The bot can be configured to update spam samples dynamically. To enable this feature, reporting to the admin chat must be enabled (see --admin.group=, [$ADMIN_GROUP] above. If any of privileged users (--super=, [$SUPER_USER]) forwards a message to admin chat, the bot will add this message to the internal spam samples file (spam-dynamic.txt) and reload it. This allows the bot to learn new spam patterns on the fly. In addition, the bot will do the best to remove the original spam message from the group and ban the user who sent it. This is not always possible, as the forwarding strips the original user id. To address this limitation, tg-spam keeps the list of latest messages (in fact, it stores hashes) associated with the user id and the message id. This information is used to find the original message and ban the user. There are two parameters to control the lookup of the original message: --history-duration= (default: 1h) [$HISTORY_DURATION] and --history-min-size= (default: 1000) [$HISTORY_MIN_SIZE]. Both define how many messages to keep in the internal cache and for how long. In other words - if the message is older than --history-duration= and the total number of stored messages is greater than --history-min-size=, the bot will remove the message from the lookup table. The reason for this is to keep the lookup table small and fast. The default values are reasonable and should work for most cases.

Updating ham samples dynamically works differently. If any of privileged users unban a message in admin chat, the bot will add this message to the internal ham samples file (ham-dynamic.txt), reload it and unban the user. This allows the bot to learn new ham patterns on the fly.

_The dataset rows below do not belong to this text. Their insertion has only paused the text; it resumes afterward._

// Parenthesized expressions: tokenizing, parsing and evaluating.
//
// The line tokenizer (see `lexer.rs`) hands us the raw text between a matched
// pair of `(` `)` with the outermost parens already stripped. Everything in
// here is a second, smaller grammar that operates purely on that substring.

use std::collections::HashMap;
use std::fmt;

use rand::Rng;
use rand::rngs::StdRng;

use crate::error::{RuntimeError, SyntaxError};
use crate::location::LineNumber;
use crate::value::Value;

#[derive(Debug, Clone, Copy, PartialEq, Eq)]
pub enum BinOp
{
	Mul,
	Div,
	Mod,
	Add,
	Sub,
	Eq,
	Ne,
	Lt,
	Gt,
	Le,
	Ge,
}

impl BinOp
{
	fn symbol(self) -> &'static str
	{
		match self
		{
			BinOp::Mul => "*",
			BinOp::Div => "/",
			BinOp::Mod => "%",
			BinOp::Add => "+",
			BinOp::Sub => "-",
			BinOp::Eq => "==",
			BinOp::Ne => "!=",
			BinOp::Lt => "<",
			BinOp::Gt => ">",
			BinOp::Le => "<=",
			BinOp::Ge => ">=",
		}
	}
}

#[derive(Debug, Clone, PartialEq)]
pub enum ExprNode
{
	IntLiteral(i64),
	StrLiteral(String),
	Var(String),
	Rng(Box<ExprNode>, Box<ExprNode>),
	BinOp(BinOp, Box<ExprNode>, Box<ExprNode>),
}

// True when a tree can be evaluated with no variable store and no rng at all,
// i.e. it always produces the same value no matter when or where it runs.
pub fn is_foldable(node: &ExprNode) -> bool
{
	match node
	{
		ExprNode::IntLiteral(_) | ExprNode::StrLiteral(_) => true,
		ExprNode::Var(_) => false,
		ExprNode::Rng(_, _) => false,
		ExprNode::BinOp(_, lhs, rhs) => is_foldable(lhs) && is_foldable(rhs),
	}
}

pub fn collect_vars(node: &ExprNode, out: &mut std::collections::HashSet<String>)
{
	match node
	{
		ExprNode::IntLiteral(_) | ExprNode::StrLiteral(_) => {},
		ExprNode::Var(name) => { out.insert(name.clone()); },
		ExprNode::Rng(lo, hi) =>
		{
			collect_vars(lo, out);
			collect_vars(hi, out);
		},
		ExprNode::BinOp(_, lhs, rhs) =>
		{
			collect_vars(lhs, out);
			collect_vars(rhs, out);
		},
	}
}

// --- tokenizing -----------------------------------------------------------

#[derive(Debug, Clone, PartialEq)]
enum ExprToken
{
	Int(i64),
	Str(String),
	Var(String),
	Ident(String),
	Op(BinOp),
	LParen,
	RParen,
}

fn is_ident_start(c: char) -> bool
{
	c.is_ascii_alphabetic() || c == '_'
}

fn is_ident_continue(c: char) -> bool
{
	c.is_ascii_alphanumeric() || c == '_'
}

fn tokenize(line: LineNumber, content: &str) -> Result<Vec<ExprToken>, SyntaxError>
{
	let chars: Vec<char> = content.chars().collect();
	let mut i = 0usize;
	let mut tokens = Vec::new();

	while i < chars.len()
	{
		let c = chars[i];

		if c.is_whitespace()
		{
			i += 1;
			continue;
		}

		if c == '('
		{
			tokens.push(ExprToken::LParen);
			i += 1;
			continue;
		}

		if c == ')'
		{
			tokens.push(ExprToken::RParen);
			i += 1;
			continue;
		}

		if c == '#'
		{
			let start = i + 1;
			let mut j = start;
			while j < chars.len() && chars[j] != '#' { j += 1; }
			if j >= chars.len() { return Err(SyntaxError::MalformedExpr(line, content.to_string())); }
			tokens.push(ExprToken::Str(chars[start..j].iter().collect()));
			i = j + 1;
			continue;
		}

		if c == '*'
		{
			let next = chars.get(i + 1).copied();
			if next.map(is_ident_start).unwrap_or(false)
			{
				let start = i + 1;
				let mut j = start;
				while j < chars.len() && is_ident_continue(chars[j]) { j += 1; }
				if j >= chars.len() || chars[j] != '*'
				{
					return Err(SyntaxError::MalformedExpr(line, content.to_string()));
				}
				tokens.push(ExprToken::Var(chars[start..j].iter().collect()));
				i = j + 1;
				continue;
			}
			else
			{
				tokens.push(ExprToken::Op(BinOp::Mul));
				i += 1;
				continue;
			}
		}

		if c.is_ascii_digit()
		{
			let start = i;
			let mut j = start;
			while j < chars.len() && chars[j].is_ascii_digit() { j += 1; }
			let digits: String = chars[start..j].iter().collect();
			let n: i64 = digits.parse().map_err(|_| SyntaxError::MalformedExpr(line, content.to_string()))?;
			tokens.push(ExprToken::Int(n));
			i = j;
			continue;
		}

		if is_ident_start(c)
		{
			let start = i;
			let mut j = start;
			while j < chars.len() && is_ident_continue(chars[j]) { j += 1; }
			let word: String = chars[start..j].iter().collect();
			tokens.push(ExprToken::Ident(word));
			i = j;
			continue;
		}

		// two-character operators before their one-character prefixes
		let two: String = chars[i..(i + 2).min(chars.len())].iter().collect();
		match two.as_str()
		{
			"==" => { tokens.push(ExprToken::Op(BinOp::Eq)); i += 2; continue; },
			"!=" => { tokens.push(ExprToken::Op(BinOp::Ne)); i += 2; continue; },
			"<=" => { tokens.push(ExprToken::Op(BinOp::Le)); i += 2; continue; },
			">=" => { tokens.push(ExprToken::Op(BinOp::Ge)); i += 2; continue; },
			_ => {},
		}

		let op = match c
		{
			'/' => Some(BinOp::Div),
			'%' => Some(BinOp::Mod),
			'+' => Some(BinOp::Add),
			'-' => Some(BinOp::Sub),
			'<' => Some(BinOp::Lt),
			'>' => Some(BinOp::Gt),
			_ => None,
		};

		match op
		{
			Some(o) => { tokens.push(ExprToken::Op(o)); i += 1; },
			None => return Err(SyntaxError::MalformedExpr(line, content.to_string())),
		}
	}

	Ok(tokens)
}

// --- recursive-descent parsing ---------------------------------------------

struct TokenCursor<'a>
{
	tokens: &'a [ExprToken],
	pos: usize,
}

impl<'a> TokenCursor<'a>
{
	fn peek(&self) -> Option<&ExprToken>
	{
		self.tokens.get(self.pos)
	}

	fn bump(&mut self) -> Option<&ExprToken>
	{
		let t = self.tokens.get(self.pos);
		if t.is_some() { self.pos += 1; }
		t
	}
}

fn malformed(line: LineNumber, content: &str) -> SyntaxError
{
	SyntaxError::MalformedExpr(line, content.to_string())
}

// relational has the lowest precedence, then additive, then multiplicative.
fn parse_relational(cur: &mut TokenCursor, line: LineNumber, content: &str) -> Result<ExprNode, SyntaxError>
{
	let mut lhs = parse_additive(cur, line, content)?;

	loop
	{
		let op = match cur.peek()
		{
			Some(ExprToken::Op(o @ BinOp::Eq)) | Some(ExprToken::Op(o @ BinOp::Ne))
			| Some(ExprToken::Op(o @ BinOp::Lt)) | Some(ExprToken::Op(o @ BinOp::Gt))
			| Some(ExprToken::Op(o @ BinOp::Le)) | Some(ExprToken::Op(o @ BinOp::Ge)) => *o,
			_ => break,
		};

		cur.bump();
		let rhs = parse_additive(cur, line, content)?;
		lhs = ExprNode::BinOp(op, Box::new(lhs), Box::new(rhs));
	}

	Ok(lhs)
}

fn parse_additive(cur: &mut TokenCursor, line: LineNumber, content: &str) -> Result<ExprNode, SyntaxError>
{
	let mut lhs = parse_multiplicative(cur, line, content)?;

	loop
	{
		let op = match cur.peek()
		{
			Some(ExprToken::Op(o @ BinOp::Add)) | Some(ExprToken::Op(o @ BinOp::Sub)) => *o,
			_ => break,
		};

		cur.bump();
		let rhs = parse_multiplicative(cur, line, content)?;
		lhs = ExprNode::BinOp(op, Box::new(lhs), Box::new(rhs));
	}

	Ok(lhs)
}

fn parse_multiplicative(cur: &mut TokenCursor, line: LineNumber, content: &str) -> Result<ExprNode, SyntaxError>
{
	let mut lhs = parse_atom(cur, line, content)?;

	loop
	{
		let op = match cur.peek()
		{
			Some(ExprToken::Op(o @ BinOp::Mul)) | Some(ExprToken::Op(o @ BinOp::Div)) | Some(ExprToken::Op(o @ BinOp::Mod)) => *o,
			_ => break,
		};

		cur.bump();
		let rhs = parse_atom(cur, line, content)?;
		lhs = ExprNode::BinOp(op, Box::new(lhs), Box::new(rhs));
	}

	Ok(lhs)
}

// rng takes exactly two atoms as arguments; a caller wanting a compound bound
// must parenthesize it, e.g. `rng (1+1) 6`.
fn parse_atom(cur: &mut TokenCursor, line: LineNumber, content: &str) -> Result<ExprNode, SyntaxError>
{
	match cur.bump()
	{
		Some(ExprToken::Int(n)) => Ok(ExprNode::IntLiteral(*n)),
		Some(ExprToken::Str(s)) => Ok(ExprNode::StrLiteral(s.clone())),
		Some(ExprToken::Var(name)) => Ok(ExprNode::Var(name.clone())),
		Some(ExprToken::LParen) =>
		{
			let inner = parse_relational(cur, line, content)?;
			match cur.bump()
			{
				Some(ExprToken::RParen) => Ok(inner),
				_ => Err(malformed(line, content)),
			}
		},
		Some(ExprToken::Ident(word)) if word == "rng" =>
		{
			let lo = parse_atom(cur, line, content)?;
			let hi = parse_atom(cur, line, content)?;
			Ok(ExprNode::Rng(Box::new(lo), Box::new(hi)))
		},
		_ => Err(malformed(line, content)),
	}
}

pub fn parse(line: LineNumber, content: &str) -> Result<ExprNode, SyntaxError>
{
	let tokens = tokenize(line, content)?;
	let mut cur = TokenCursor { tokens: &tokens, pos: 0 };
	let node = parse_relational(&mut cur, line, content)?;

	if cur.pos != tokens.len()
	{
		return Err(malformed(line, content));
	}

	Ok(node)
}

// --- evaluation -------------------------------------------------------------

fn arith_pair(line: LineNumber, op: BinOp, lhs: &Value, rhs: &Value) -> Result<(i64, i64), RuntimeError>
{
	let l = lhs.as_arith_integer().ok_or_else(|| RuntimeError::TypeError(line, format!("'{}' requires integer operands, got {}", op.symbol(), lhs.kind_name())))?;
	let r = rhs.as_arith_integer().ok_or_else(|| RuntimeError::TypeError(line, format!("'{}' requires integer operands, got {}", op.symbol(), rhs.kind_name())))?;
	Ok((l, r))
}

pub fn eval(node: &ExprNode, line: LineNumber, vars: &HashMap<String, Value>, rng: &mut StdRng) -> Result<Value, RuntimeError>
{
	match node
	{
		ExprNode::IntLiteral(n) => Ok(Value::Integer(*n)),
		ExprNode::StrLiteral(s) => Ok(Value::Text(s.clone())),
		ExprNode::Var(name) => vars.get(name).cloned().ok_or_else(|| RuntimeError::UndefinedVar(line, name.clone())),

		ExprNode::Rng(lo, hi) =>
		{
			let lo_v = eval(lo, line, vars, rng)?;
			let hi_v = eval(hi, line, vars, rng)?;
			let lo_i = lo_v.as_arith_integer().ok_or_else(|| RuntimeError::TypeError(line, "rng bounds must be integers".to_string()))?;
			let hi_i = hi_v.as_arith_integer().ok_or_else(|| RuntimeError::TypeError(line, "rng bounds must be integers".to_string()))?;

			if lo_i > hi_i
			{
				return Err(RuntimeError::RangeError(line, format!("rng {} {} has min greater than max", lo_i, hi_i)));
			}

			Ok(Value::Integer(rng.gen_range(lo_i..=hi_i)))
		},

		ExprNode::BinOp(op, lhs, rhs) =>
		{
			let l = eval(lhs, line, vars, rng)?;
			let r = eval(rhs, line, vars, rng)?;
			eval_binop(*op, line, &l, &r)
		},
	}
}

fn eval_binop(op: BinOp, line: LineNumber, l: &Value, r: &Value) -> Result<Value, RuntimeError>
{
	match op
	{
		BinOp::Mul =>
		{
			let (a, b) = arith_pair(line, op, l, r)?;
			Ok(Value::Integer(a * b))
		},
		BinOp::Div =>
		{
			let (a, b) = arith_pair(line, op, l, r)?;
			if b == 0 { return Err(RuntimeError::DivisionByZero(line)); }
			Ok(Value::Integer(a / b))
		},
		BinOp::Mod =>
		{
			let (a, b) = arith_pair(line, op, l, r)?;
			if b == 0 { return Err(RuntimeError::DivisionByZero(line)); }
			Ok(Value::Integer(a % b))
		},
		BinOp::Add =>
		{
			let (a, b) = arith_pair(line, op, l, r)?;
			Ok(Value::Integer(a + b))
		},
		BinOp::Sub =>
		{
			let (a, b) = arith_pair(line, op, l, r)?;
			Ok(Value::Integer(a - b))
		},

		// equality never coerces across kinds: a mismatched kind is simply unequal.
		BinOp::Eq => Ok(Value::Integer(if values_equal(l, r) { 1 } else { 0 })),
		BinOp::Ne => Ok(Value::Integer(if values_equal(l, r) { 0 } else { 1 })),

		BinOp::Lt | BinOp::Gt | BinOp::Le | BinOp::Ge => eval_ordering(op, line, l, r),
	}
}

fn values_equal(l: &Value, r: &Value) -> bool
{
	match (l, r)
	{
		(Value::Integer(a), Value::Integer(b)) => a == b,
		(Value::Text(a), Value::Text(b)) => a == b,
		_ => false,
	}
}

fn eval_ordering(op: BinOp, line: LineNumber, l: &Value, r: &Value) -> Result<Value, RuntimeError>
{
	let ordering = match (l, r)
	{
		(Value::Integer(a), Value::Integer(b)) => a.cmp(b),
		(Value::Text(a), Value::Text(b)) => a.cmp(b),
		_ => return Err(RuntimeError::TypeError(line, format!("'{}' cannot compare {} to {}", op.symbol(), l.kind_name(), r.kind_name()))),
	};

	let result = match op
	{
		BinOp::Lt => ordering == std::cmp::Ordering::Less,
		BinOp::Gt => ordering == std::cmp::Ordering::Greater,
		BinOp::Le => ordering != std::cmp::Ordering::Greater,
		BinOp::Ge => ordering != std::cmp::Ordering::Less,
		_ => unreachable!(),
	};

	Ok(Value::Integer(if result { 1 } else { 0 }))
}

impl fmt::Display for ExprNode
{
	fn fmt(&self, f: &mut fmt::Formatter) -> fmt::Result
	{
		match self
		{
			ExprNode::IntLiteral(n) => write!(f, "{}", n),
			ExprNode::StrLiteral(s) => write!(f, "#{}#", s),
			ExprNode::Var(name) => write!(f, "*{}*", name),
			ExprNode::Rng(lo, hi) => write!(f, "rng {} {}", render_atom(lo), render_atom(hi)),
			ExprNode::BinOp(op, lhs, rhs) => write!(f, "{}{}{}", lhs, op.symbol(), rhs),
		}
	}
}

// rng's arguments print parenthesized whenever they aren't already a single atom,
// so the minifier's rewritten text parses back to the same tree.
fn render_atom(node: &ExprNode) -> String
{
	match node
	{
		ExprNode::IntLiteral(_) | ExprNode::StrLiteral(_) | ExprNode::Var(_) | ExprNode::Rng(_, _) => format!("{}", node),
		ExprNode::BinOp(_, _, _) => format!("({})", node),
	}
}

#[cfg(test)]
mod tests
{
	use super::*;
	use rand::SeedableRng;

	fn eval_str(s: &str) -> Value
	{
		let node = parse(LineNumber(1), s).expect("parse");
		let vars = HashMap::new();
		let mut rng = StdRng::seed_from_u64(0);
		eval(&node, LineNumber(1), &vars, &mut rng).expect("eval")
	}

	#[test]
	fn arithmetic_precedence()
	{
		assert_eq!(eval_str("1+2*3"), Value::Integer(7));
		assert_eq!(eval_str("(1+2)*3"), Value::Integer(9));
	}

	#[test]
	fn division_and_modulo()
	{
		assert_eq!(eval_str("7/2"), Value::Integer(3));
		assert_eq!(eval_str("7%2"), Value::Integer(1));
	}

	#[test]
	fn division_by_zero_is_fatal()
	{
		let node = parse(LineNumber(1), "1/0").unwrap();
		let vars = HashMap::new();
		let mut rng = StdRng::seed_from_u64(0);
		let err = eval(&node, LineNumber(1), &vars, &mut rng).unwrap_err();
		assert!(matches!(err, RuntimeError::DivisionByZero(_)));
	}

	#[test]
	fn var_ref_requires_adjacency_to_disambiguate_from_multiply()
	{
		let mut vars = HashMap::new();
		vars.insert("i".to_string(), Value::Integer(5));
		let node = parse(LineNumber(1), "(*i*)*2").unwrap();
		let mut rng = StdRng::seed_from_u64(0);
		assert_eq!(eval(&node, LineNumber(1), &vars, &mut rng).unwrap(), Value::Integer(10));
	}

	#[test]
	fn mixed_kind_equality_is_never_equal()
	{
		let node = parse(LineNumber(1), "#7#==7").unwrap();
		let vars = HashMap::new();
		let mut rng = StdRng::seed_from_u64(0);
		assert_eq!(eval(&node, LineNumber(1), &vars, &mut rng).unwrap(), Value::Integer(0));
	}

	#[test]
	fn mixed_kind_ordering_is_a_type_error()
	{
		let node = parse(LineNumber(1), "#a#<7").unwrap();
		let vars = HashMap::new();
		let mut rng = StdRng::seed_from_u64(0);
		assert!(matches!(eval(&node, LineNumber(1), &vars, &mut rng), Err(RuntimeError::TypeError(_, _))));
	}

	#[test]
	fn rng_bounds_checked_at_eval_time()
	{
		let node = parse(LineNumber(1), "rng 6 1").unwrap();
		let vars = HashMap::new();
		let mut rng = StdRng::seed_from_u64(0);
		assert!(matches!(eval(&node, LineNumber(1), &vars, &mut rng), Err(RuntimeError::RangeError(_, _))));
	}

	#[test]
	fn foldable_detects_vars_and_rng()
	{
		assert!(is_foldable(&parse(LineNumber(1), "1+2*3").unwrap()));
		assert!(!is_foldable(&parse(LineNumber(1), "*x*+1").unwrap()));
		assert!(!is_foldable(&parse(LineNumber(1), "rng 1 6").unwrap()));
	}
}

Note: if the bot is running in docker container, --files.dynamic-spam=, [$FILES_DYNAMIC_SPAM] and --files.dynamic-ham=, [$FILES_DYNAMIC_HAM] must be set to the mapped volume's location to stay persistent after container restart.

Logging

The default logging prints spam reports to the console (stdout). The bot can log all the spam messages to the file as well. To enable this feature, set --logger.enabled, [$LOGGER_ENABLED] to true. By default, the bot will log to the file tg-spam.log in the current directory. To change the location, set --logger.file, [$LOGGER_FILE] to the desired location. The bot will rotate the log file when it reaches the size specified in --logger.max-size, [$LOGGER_MAX_SIZE] (default is 100M). The bot will keep up to --logger.max-backups, [$LOGGER_MAX_BACKUPS] (default is 10) of the old, compressed log files.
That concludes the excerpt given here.